1. Renouer avec la philosophie ancestrale
“L’égalité dans la complémentarité”. Ces mots suffisent à exprimer la vision africaine fondamentale sur les relations entre les genres. En Afrique toute la pensée part de l’observation. Ainsi nos ancêtres dès les temps initiaux ont observé tout ce qui est et se sont rendus compte que tout est lié, que tous les éléments de la création se complètent les uns aux autres.
Leur travail dans la genèse de la pensée a consisté à comprendre le rôle de chaque élément en rapport avec les autres. La femme engendrant la vie est ainsi perçue dans la tradition comme ayant un pouvoir de création plus grand que celui de l’homme qui lui donne sa semence.

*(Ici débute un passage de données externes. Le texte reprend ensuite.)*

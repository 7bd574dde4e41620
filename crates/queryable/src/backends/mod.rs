//! Service dialects.
//!
//! Each dialect bundles a literal formatter, a [`FilterCompiler`](crate::compiler::FilterCompiler)
//! constructor, a [`QueryContext`](crate::query::QueryContext) constructor,
//! and a transport-neutral request description for provider implementors.

pub mod search;
pub mod table;

pub use search::{
    QueryType, SearchLiteralFormatter, SearchMode, SearchOptions, SearchQueryExt, SearchRequest,
};
pub use table::{TableLiteralFormatter, TableRequest};
//! Query descriptors.
//!
//! A [`QueryContext`] is the factory for [`Queryable`] descriptors. Callers
//! chain copy-on-write operations on a descriptor and hand the result to a
//! [`QueryProvider`](crate::core::QueryProvider) for execution.

mod context;
mod queryable;

pub use context::QueryContext;
pub use queryable::Queryable;
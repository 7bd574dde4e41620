//! Error types for the query layer.
//!
//! Errors are grouped by concern: compiling predicates, validating descriptor
//! arguments, resolving entity metadata, decoding pagination tokens, and
//! failures reported by provider collaborators. [`QueryError`] wraps them all.

// Error enum variant fields are self-documenting via their #[error(...)] messages
#![allow(missing_docs)]

use thiserror::Error;

use crate::expr::ComparisonOp;

/// The primary error type for all query operations.
#[derive(Error, Debug)]
pub enum QueryError {
    /// Predicate compilation errors
    #[error(transparent)]
    Compile(#[from] CompileError),

    /// Argument validation errors
    #[error(transparent)]
    Validation(#[from] ValidationError),

    /// Entity metadata errors
    #[error(transparent)]
    Metadata(#[from] MetadataError),

    /// Pagination token errors
    #[error(transparent)]
    Pagination(#[from] PaginationError),

    /// Errors raised by a provider while executing a query
    #[error(transparent)]
    Provider(#[from] ProviderError),
}

/// Errors raised while translating a predicate into a filter string.
///
/// Compilation is all-or-nothing per clause: when any of these is returned,
/// no partial filter text escapes.
#[derive(Error, Debug, Clone, PartialEq)]
pub enum CompileError {
    /// The expression shape has no translation in the filter grammar.
    #[error("unsupported expression: {kind}")]
    UnsupportedExpression { kind: String },

    /// A constant's runtime type has no literal rendering rule.
    #[error("unsupported literal type {type_name} compared with {field}")]
    UnsupportedType {
        field: String,
        type_name: &'static str,
    },

    /// Comparisons against null are not expressible in the filter grammar.
    #[error("null values comparison is not supported: {field}")]
    UnsupportedComparison { field: String },

    /// Substitute keys only accept equality checks against non-string values.
    #[error("only eq and ne are supported on key field {field}, got {operator}")]
    KeyOperationNotSupported {
        field: String,
        operator: ComparisonOp,
    },

    /// The value does not name a member of the field's enumeration.
    #[error("value {value} is not a member of enum {enum_type}")]
    UnknownEnumMember { enum_type: String, value: String },
}

impl CompileError {
    /// Creates an unsupported-expression error for the given node kind.
    pub fn unsupported(kind: impl Into<String>) -> Self {
        CompileError::UnsupportedExpression { kind: kind.into() }
    }
}

/// Errors related to descriptor arguments.
#[derive(Error, Debug, Clone, PartialEq, Eq)]
pub enum ValidationError {
    /// An argument is outside its accepted range.
    #[error("invalid argument {argument}: {message}")]
    InvalidArgument {
        argument: &'static str,
        message: String,
    },

    /// The target service cannot honor part of the descriptor.
    #[error("{provider} does not support {feature}")]
    UnsupportedByProvider {
        provider: &'static str,
        feature: &'static str,
    },
}

/// Errors related to entity metadata and container names.
#[derive(Error, Debug, Clone, PartialEq, Eq)]
pub enum MetadataError {
    /// The entity declares no index or table name.
    #[error("entity {entity} does not declare a container name")]
    MissingContainer { entity: String },

    /// A `%setting%` container reference names an absent setting.
    #[error("container setting '{key}' is not configured")]
    MissingSetting { key: String },

    /// Metadata for the entity was registered before.
    #[error("metadata for entity {entity} is already registered")]
    AlreadyRegistered { entity: String },
}

/// Errors related to pagination tokens.
#[derive(Error, Debug, Clone, PartialEq, Eq)]
pub enum PaginationError {
    /// The continuation token could not be decoded.
    #[error("invalid continuation token: {token}")]
    InvalidToken { token: String },
}

/// Errors reported by provider collaborators.
#[derive(Error, Debug, Clone, PartialEq, Eq)]
pub enum ProviderError {
    /// The remote service rejected or failed the request.
    #[error("{provider} request failed: {message}")]
    RequestFailed {
        provider: String,
        status: Option<u16>,
        message: String,
    },

    /// The remote service could not be reached.
    #[error("{provider} unavailable: {message}")]
    Unavailable { provider: String, message: String },
}

/// Result type alias for query operations.
pub type QueryResult<T> = Result<T, QueryError>;
//! Query factory.

use std::sync::Arc;

use crate::compiler::FilterCompiler;
use crate::config::DataSettings;
use crate::metadata::{Entity, MetadataCache};

use super::queryable::Queryable;

/// Shared state every descriptor of one service refers to: the filter
/// dialect, the metadata cache, and the settings.
///
/// # Example
///
/// ```
/// use std::sync::Arc;
/// use odata_queryable::compiler::FilterCompiler;
/// use odata_queryable::metadata::{Entity, EntityMetadata, FieldMetadata};
/// use odata_queryable::query::QueryContext;
///
/// struct User;
///
/// impl Entity for User {
///     fn metadata() -> EntityMetadata {
///         EntityMetadata::new("User").with_field(FieldMetadata::new("Age").renamed("age"))
///     }
/// }
///
/// let context = Arc::new(QueryContext::new(FilterCompiler::odata()));
/// let query = context
///     .query::<User>()
///     .filter_by(|u| u.field("Age").ge(18))
///     .unwrap();
/// assert_eq!(query.filter_string(), Some("(age ge 18)"));
/// ```
#[derive(Debug)]
pub struct QueryContext {
    compiler: FilterCompiler,
    cache: Arc<MetadataCache>,
    settings: DataSettings,
}

impl QueryContext {
    /// Creates a context with a private cache and default settings.
    pub fn new(compiler: FilterCompiler) -> Self {
        Self {
            compiler,
            cache: Arc::new(MetadataCache::new()),
            settings: DataSettings::default(),
        }
    }

    /// Shares a metadata cache with other contexts.
    pub fn with_cache(mut self, cache: Arc<MetadataCache>) -> Self {
        self.cache = cache;
        self
    }

    /// Replaces the settings.
    pub fn with_settings(mut self, settings: DataSettings) -> Self {
        self.settings = settings;
        self
    }

    /// Returns the filter compiler.
    pub fn compiler(&self) -> &FilterCompiler {
        &self.compiler
    }

    /// Returns the metadata cache.
    pub fn cache(&self) -> &Arc<MetadataCache> {
        &self.cache
    }

    /// Returns the settings.
    pub fn settings(&self) -> &DataSettings {
        &self.settings
    }

    /// Starts an empty descriptor over `E`.
    pub fn query<E: Entity>(self: &Arc<Self>) -> Queryable<E> {
        let metadata = self.cache.get::<E>();
        Queryable::new(self.clone(), metadata)
    }
}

L’homme et la femme sont aussi vus comme des caractères contraires et complémentaires. La femme a un caractère généralement stable et fidèle, elle représente donc la Gravitation. L’homme a un caractère un peu dispersé, bouillant par sa force physique, il est le contraire de la femme, il représente la Dilatation. Il en résulte que la femme est un pilier solide, le pilier de la société. Alors pour nos ancêtres l’ordre de la société doit reposer sur la femme et l’homme a pour rôle de défendre cet ordre par sa force.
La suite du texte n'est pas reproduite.